American Heart Association guideline changes for CPR resulted in significantly higher neurologically-intact hospital discharge rates in patients with out-of-hospital cardiac arrest, suggested data from Heart Rhythm.

“In 2005, AHA recommended multiple ways to improve circulation during CPR. Little is known about the impact of this new approach on survival rates for patients with out-of-hospital cardiac arrest,” the researchers wrote.

They tested this hypothesis that the new changes — including a renewed emphasis on more hard and fast compressions, fewer ventilations and complete chest wall recoil – could improve outcome by analyzing conglomerate quality assurance data during prospective implementation of the 2005 AHA Guidelines in five emergency medical services (EMS) systems. The EMS personnel were all trained in the new aspects of the guidelines and the primary outcome was defined as survival to hospital discharge.

According to study results, demographics, rate of bystander CPR, and time from the 911 call for help to arrival of EMS personnel were similar between the intervention (n=1,605) and historical control (n=1,641) groups. Researchers recorded a survival to hospital discharge rate of 10.1% in the control group vs. 13.1% in the intervention group (P=.007).

Additional study data indicated that the survival to discharge in patients presenting with a rhythm of ventricular fibrillation/ventricular tachycardia was 20% in controls vs. 32.3% the intervention group (P<.001), while the intervention group also had an advantage in survival to discharge with a CPC classification or 1 or 2 (intervention, 59.6% vs. control, 33.3%; P=.038).

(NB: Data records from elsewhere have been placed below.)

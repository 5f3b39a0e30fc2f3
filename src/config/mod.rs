//! # Configuration
//!
//! Environment-provided configuration, read exactly once at process start.
//! Every value has a default so the service boots in a bare environment;
//! malformed numeric values fall back to the default with a warning rather
//! than aborting startup.

use std::env;
use tracing::warn;

/// Document store (MongoDB) connection settings.
#[derive(Debug, Clone, PartialEq, Eq)]
pub struct StoreConfig {
    pub host: String,
    pub port: u16,
    pub database: String,
}

impl StoreConfig {
    /// Connection URI in the form the MongoDB driver expects.
    pub fn uri(&self) -> String {
        format!("mongodb://{}:{}", self.host, self.port)
    }
}

impl Default for StoreConfig {
    fn default() -> Self {
        Self {
            host: "localhost".to_string(),
            port: 27017,
            database: "files_manager".to_string(),
        }
    }
}

/// Cache store (Redis) connection settings. `db_index` selects the logical
/// Redis keyspace.
#[derive(Debug, Clone, PartialEq, Eq)]
pub struct CacheConfig {
    pub host: String,
    pub port: u16,
    pub db_index: i64,
}

impl Default for CacheConfig {
    fn default() -> Self {
        Self {
            host: "localhost".to_string(),
            port: 6379,
            db_index: 0,
        }
    }
}

/// HTTP server settings.
#[derive(Debug, Clone, PartialEq, Eq)]
pub struct ServerConfig {
    pub port: u16,
}

impl ServerConfig {
    pub fn bind_address(&self) -> String {
        format!("0.0.0.0:{}", self.port)
    }
}

impl Default for ServerConfig {
    fn default() -> Self {
        Self { port: 5000 }
    }
}

/// Root configuration for the service.
#[derive(Debug, Clone, Default, PartialEq, Eq)]
pub struct Config {
    pub server: ServerConfig,
    pub store: StoreConfig,
    pub cache: CacheConfig,
}

impl Config {
    /// Read configuration from the environment.
    ///
    /// Recognized variables: `DB_HOST`, `DB_PORT`, `DB_DATABASE` for the
    /// document store; `REDIS_HOST`, `REDIS_PORT`, `REDIS_DB` for the cache
    /// store; `PORT` for the HTTP listener.
    pub fn from_env() -> Self {
        let defaults = Config::default();

        Self {
            server: ServerConfig {
                port: env_parsed("PORT", defaults.server.port),
            },
            store: StoreConfig {
                host: env_string("DB_HOST", &defaults.store.host),
                port: env_parsed("DB_PORT", defaults.store.port),
                database: env_string("DB_DATABASE", &defaults.store.database),
            },
            cache: CacheConfig {
                host: env_string("REDIS_HOST", &defaults.cache.host),
                port: env_parsed("REDIS_PORT", defaults.cache.port),
                db_index: env_parsed("REDIS_DB", defaults.cache.db_index),
            },
        }
    }
}

fn env_string(name: &str, default: &str) -> String {
    env::var(name).unwrap_or_else(|_| default.to_string())
}

fn env_parsed<T: std::str::FromStr + Copy>(name: &str, default: T) -> T {
    match env::var(name) {
        Ok(raw) => raw.parse().unwrap_or_else(|_| {
            warn!(variable = name, value = %raw, "Malformed numeric value, using default");
            default
        }),
        Err(_) => default,
    }
}
//! GCP REST API client.
//!
//! A thin typed client over the compute, resource-manager, and
//! container-engine APIs. Synchronous provider rejections map to fatal
//! errors here; long-running operation tracking lives in
//! [`super::operations`].

use reqwest::{Client, RequestBuilder, StatusCode};
use serde::de::DeserializeOwned;
use serde::{Deserialize, Serialize};
use std::time::Duration;
use tracing::{debug, trace};

use crate::error::{GcpError, Result};
use crate::iam::Policy;
use crate::resource::types::{
    AccessConfig, AttachedDisk, Cluster, Instance, InstanceRequestBody, Operation, Project,
    ProjectRequestBody, Scope, Tags,
};

use super::auth::GcpCredentials;

/// Compute API base URL.
pub const COMPUTE_API_BASE: &str = "https://compute.googleapis.com/compute/v1";

/// Cloud Resource Manager API base URL.
pub const RESOURCE_MANAGER_API_BASE: &str = "https://cloudresourcemanager.googleapis.com/v1";

/// Container Engine API base URL.
pub const CONTAINER_API_BASE: &str = "https://container.googleapis.com/v1";

/// Default request timeout in seconds.
const DEFAULT_TIMEOUT_SECS: u64 = 30;

/// Policy version requested on IAM policy reads.
const REQUESTED_POLICY_VERSION: u32 = 3;

/// Where API tokens come from.
#[derive(Debug, Clone)]
enum TokenSource {
    /// Application Default Credentials.
    Credentials(GcpCredentials),
    /// A fixed, pre-minted token (tests and short-lived tooling).
    Static(String),
}

/// Typed GCP API client.
#[derive(Debug, Clone)]
pub struct GcpClient {
    http: Client,
    token_source: TokenSource,
    project: String,
    compute_base: String,
    resource_manager_base: String,
    container_base: String,
}
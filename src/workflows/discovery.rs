//! Resource discovery.
//!
//! Scans configured zones for existing resources (container-engine
//! clusters) and reports them as a nested map keyed by scope, then
//! resource type, then resource ID. Empty zones and zones that do not
//! exist produce empty maps rather than errors, so a scan over a
//! half-provisioned environment still succeeds.

use serde::{Deserialize, Serialize};
use std::collections::BTreeMap;
use tracing::{debug, info, warn};

use crate::config::spec::DiscoveryProperties;
use crate::error::{ConfigError, GcpError, GcpLifecycleError, Result};
use crate::gcp::GcpClient;

/// Resource type selector for container-engine clusters.
pub const CLUSTER_RESOURCE_TYPE: &str = "projects.zones.clusters";

/// Nested discovery result: scope, then resource type, then resource ID.
pub type DiscoveryMap = BTreeMap<String, BTreeMap<String, BTreeMap<String, DiscoveredResource>>>;

/// A resource found during discovery.
#[derive(Debug, Clone, PartialEq, Eq, Serialize, Deserialize)]
pub struct DiscoveredResource {
    /// Resource name (the ID within its scope).
    pub name: String,
    /// Resource type selector it was found under.
    pub resource_type: String,
    /// Zone the resource lives in.
    pub zone: String,
    /// Endpoint address, when the resource exposes one.
    #[serde(default, skip_serializing_if = "Option::is_none")]
    pub endpoint: Option<String>,
    /// Provider status string.
    #[serde(default, skip_serializing_if = "Option::is_none")]
    pub status: Option<String>,
}

/// Scans the configured zones for the configured resource types.
///
/// # Errors
///
/// Returns a validation error for unsupported resource types; API
/// failures other than a missing zone propagate unchanged.
pub async fn discover(client: &GcpClient, props: &DiscoveryProperties) -> Result<DiscoveryMap> {
    let mut map = DiscoveryMap::new();

    for zone in &props.zones {
        let per_type = map.entry(zone.clone()).or_default();
        for resource_type in &props.resource_types {
            if resource_type != CLUSTER_RESOURCE_TYPE {
                return Err(ConfigError::validation(
                    format!("Unsupported discovery resource type: {resource_type}"),
                    "resource_types",
                )
                .into());
            }

            let clusters = match client.list_clusters(zone).await {
                Ok(clusters) => clusters,
                Err(GcpLifecycleError::Gcp(GcpError::NotFound { .. })) => {
                    warn!("Zone {zone} not found during discovery, skipping");
                    Vec::new()
                }
                Err(e) => return Err(e),
            };

            debug!("Found {} cluster(s) in {zone}", clusters.len());
            let by_id = per_type.entry(resource_type.clone()).or_default();
            for cluster in clusters {
                by_id.insert(
                    cluster.name.clone(),
                    DiscoveredResource {
                        name: cluster.name,
                        resource_type: resource_type.clone(),
                        zone: cluster.zone.unwrap_or_else(|| zone.clone()),
                        endpoint: cluster.endpoint,
                        status: cluster.status,
                    },
                );
            }
        }
    }

    let total: usize = map
        .values()
        .flat_map(BTreeMap::values)
        .map(BTreeMap::len)
        .sum();
    info!("Discovery found {total} resource(s) across {} zone(s)", props.zones.len());
    Ok(map)
}

#[cfg(test)]
mod tests {
    use super::*;

    #[test]
    fn discovered_resource_round_trips_through_state() {
        let resource = DiscoveredResource {
            name: String::from("kube-1"),
            resource_type: CLUSTER_RESOURCE_TYPE.to_string(),
            zone: String::from("us-east1-b"),
            endpoint: Some(String::from("35.1.2.3")),
            status: Some(String::from("RUNNING")),
        };
        let json = serde_json::to_string(&resource).expect("serializes");
        let back: DiscoveredResource = serde_json::from_str(&json).expect("deserializes");
        assert_eq!(back, resource);
    }
}
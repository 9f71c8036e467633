//! GCP API access: authentication, the typed REST client, and
//! long-running operation tracking.

pub mod auth;
pub mod client;
pub mod operations;

pub use auth::{default_project, default_zone, GcpCredentials};
pub use client::GcpClient;
pub use operations::OperationTracker;
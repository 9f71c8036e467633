//! GCP authentication.
//!
//! Tokens come from Application Default Credentials (service account keys,
//! workload identity, or gcloud CLI credentials) with expiry-buffered
//! caching so long polling loops do not hand out stale tokens.

use gcp_auth::TokenProvider;
use std::sync::Arc;
use std::time::{Duration, Instant};
use tokio::sync::RwLock;
use tracing::debug;

use crate::error::{GcpError, Result};

/// OAuth scopes requested for all API calls.
pub const AUTH_SCOPES: &[&str] = &["https://www.googleapis.com/auth/cloud-platform"];

/// Refresh tokens this long before they actually expire.
const TOKEN_EXPIRY_BUFFER: Duration = Duration::from_secs(60);

/// Conservative token TTL when the provider does not report expiry.
const DEFAULT_TOKEN_TTL: Duration = Duration::from_secs(30 * 60);

/// GCP credentials holder with token caching.
#[derive(Clone)]
pub struct GcpCredentials {
    provider: Arc<dyn TokenProvider>,
    token_cache: Arc<RwLock<Option<CachedToken>>>,
}

#[derive(Clone)]
struct CachedToken {
    token: String,
    expires_at: Instant,
}

impl CachedToken {
    fn is_valid(&self) -> bool {
        Instant::now() < self.expires_at
    }
}

impl std::fmt::Debug for GcpCredentials {
    fn fmt(&self, f: &mut std::fmt::Formatter<'_>) -> std::fmt::Result {
        f.debug_struct("GcpCredentials").finish_non_exhaustive()
    }
}

impl GcpCredentials {
    /// Creates credentials using Application Default Credentials.
    ///
    /// # Errors
    ///
    /// Returns [`GcpError::AuthenticationFailed`] when no credential
    /// source can be found.
    pub async fn new() -> Result<Self> {
        let provider = gcp_auth::provider().await.map_err(|e| {
            GcpError::AuthenticationFailed {
                message: format!(
                    "Failed to initialize GCP credentials \
                     (run 'gcloud auth application-default login'): {e}"
                ),
            }
        })?;

        Ok(Self {
            provider,
            token_cache: Arc::new(RwLock::new(None)),
        })
    }

    /// Returns an access token, refreshing the cache when the current
    /// token is expired or about to expire.
    ///
    /// # Errors
    ///
    /// Returns [`GcpError::AuthenticationFailed`] when the provider
    /// cannot mint a token.
    pub async fn token(&self) -> Result<String> {
        {
            let cache = self.token_cache.read().await;
            if let Some(cached) = cache.as_ref() {
                if cached.is_valid() {
                    return Ok(cached.token.clone());
                }
                debug!("Cached token expired, fetching a new one");
            }
        }

        let token = self.provider.token(AUTH_SCOPES).await.map_err(|e| {
            GcpError::AuthenticationFailed {
                message: format!("Failed to get access token: {e}"),
            }
        })?;

        let token_str = token.as_str().to_string();
        let expires_at = Instant::now() + DEFAULT_TOKEN_TTL - TOKEN_EXPIRY_BUFFER;

        {
            let mut cache = self.token_cache.write().await;
            *cache = Some(CachedToken {
                token: token_str.clone(),
                expires_at,
            });
        }

        Ok(token_str)
    }

    /// Drops the cached token and fetches a fresh one.
    ///
    /// # Errors
    ///
    /// Returns [`GcpError::AuthenticationFailed`] when the provider
    /// cannot mint a token.
    pub async fn refresh(&self) -> Result<String> {
        {
            let mut cache = self.token_cache.write().await;
            *cache = None;
        }
        self.token().await
    }
}

/// Reads the default project from the environment
/// (`GOOGLE_CLOUD_PROJECT` and friends).
#[must_use]
pub fn default_project() -> Option<String> {
    for var in ["CLOUDSDK_CORE_PROJECT", "GOOGLE_CLOUD_PROJECT", "GCLOUD_PROJECT"] {
        if let Ok(project) = std::env::var(var) {
            if !project.is_empty() {
                return Some(project);
            }
        }
    }
    None
}

/// Reads the default compute zone from the environment.
#[must_use]
pub fn default_zone() -> Option<String> {
    std::env::var("CLOUDSDK_COMPUTE_ZONE")
        .ok()
        .filter(|z| !z.is_empty())
}
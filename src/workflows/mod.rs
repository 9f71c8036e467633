//! Environment workflows: discovery of existing resources and fan-out of
//! per-resource deployments onto the companion orchestration service.

pub mod deploy;
pub mod discovery;

pub use deploy::{
    deploy, discover_and_deploy, plan_deployments, DeploymentBatch, DeploymentGroup,
    DeploymentInputs, DeploymentService, DeploymentSpec, Label, RestDeploymentService,
};
pub use discovery::{discover, DiscoveredResource, DiscoveryMap, CLUSTER_RESOURCE_TYPE};
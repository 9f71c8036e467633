//! Project lifecycle operations.

use tracing::debug;

use crate::config::spec::ProjectProperties;
use crate::context::ExecutionContext;
use crate::error::Result;
use crate::gcp::GcpClient;
use crate::resource::ProjectResource;

use super::{ensure_created, ensure_deleted};

/// Lifecycle state reported by the provider for a usable project.
const ACTIVE_STATE: &str = "ACTIVE";

/// Project lifecycle operations over a [`GcpClient`].
#[derive(Debug, Clone, Copy)]
pub struct ProjectOps<'a> {
    client: &'a GcpClient,
}

impl<'a> ProjectOps<'a> {
    /// Creates the operations handle.
    #[must_use]
    pub const fn new(client: &'a GcpClient) -> Self {
        Self { client }
    }

    /// Creates the project (or adopts an external one) and confirms it
    /// is active.
    ///
    /// # Errors
    ///
    /// Returns a retryable not-ready while the provider is still
    /// activating the project.
    pub async fn create(&self, ctx: &mut ExecutionContext, props: &ProjectProperties) -> Result<()> {
        let resource = ProjectResource::new(props.clone());
        ensure_created(ctx, self.client, &resource).await?;

        let project = self.client.get_project(&props.id).await?;
        if project.lifecycle_state.as_deref() != Some(ACTIVE_STATE) {
            return Err(ctx.retry_default(format!(
                "project {} is {}",
                props.id,
                project.lifecycle_state.as_deref().unwrap_or("pending")
            )));
        }
        debug!("Project {} is active", props.id);
        Ok(())
    }

    /// Requests project deletion, clearing runtime state.
    ///
    /// # Errors
    ///
    /// Propagates API errors unchanged; a project that is already gone
    /// counts as success.
    pub async fn delete(&self, ctx: &mut ExecutionContext, props: &ProjectProperties) -> Result<()> {
        let resource = ProjectResource::new(props.clone());
        ensure_deleted(ctx, self.client, &resource).await
    }
}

“These findings support the importance of implementing an optimized sequence of therapeutic interventions during the performance of CPR for patients in cardiac arrest,” the researchers concluded. – by Brian Ellis

While the results are in concert with an increasing body of data supporting benefit of the 2005 guidelines, which includes an emphasis on minimizing interruptions in chest compressions, [this study] is not a randomized trial and some advances in care after resuscitation, including implementation of hypothermia and revascularization, could explain the greater survival to hospital discharge.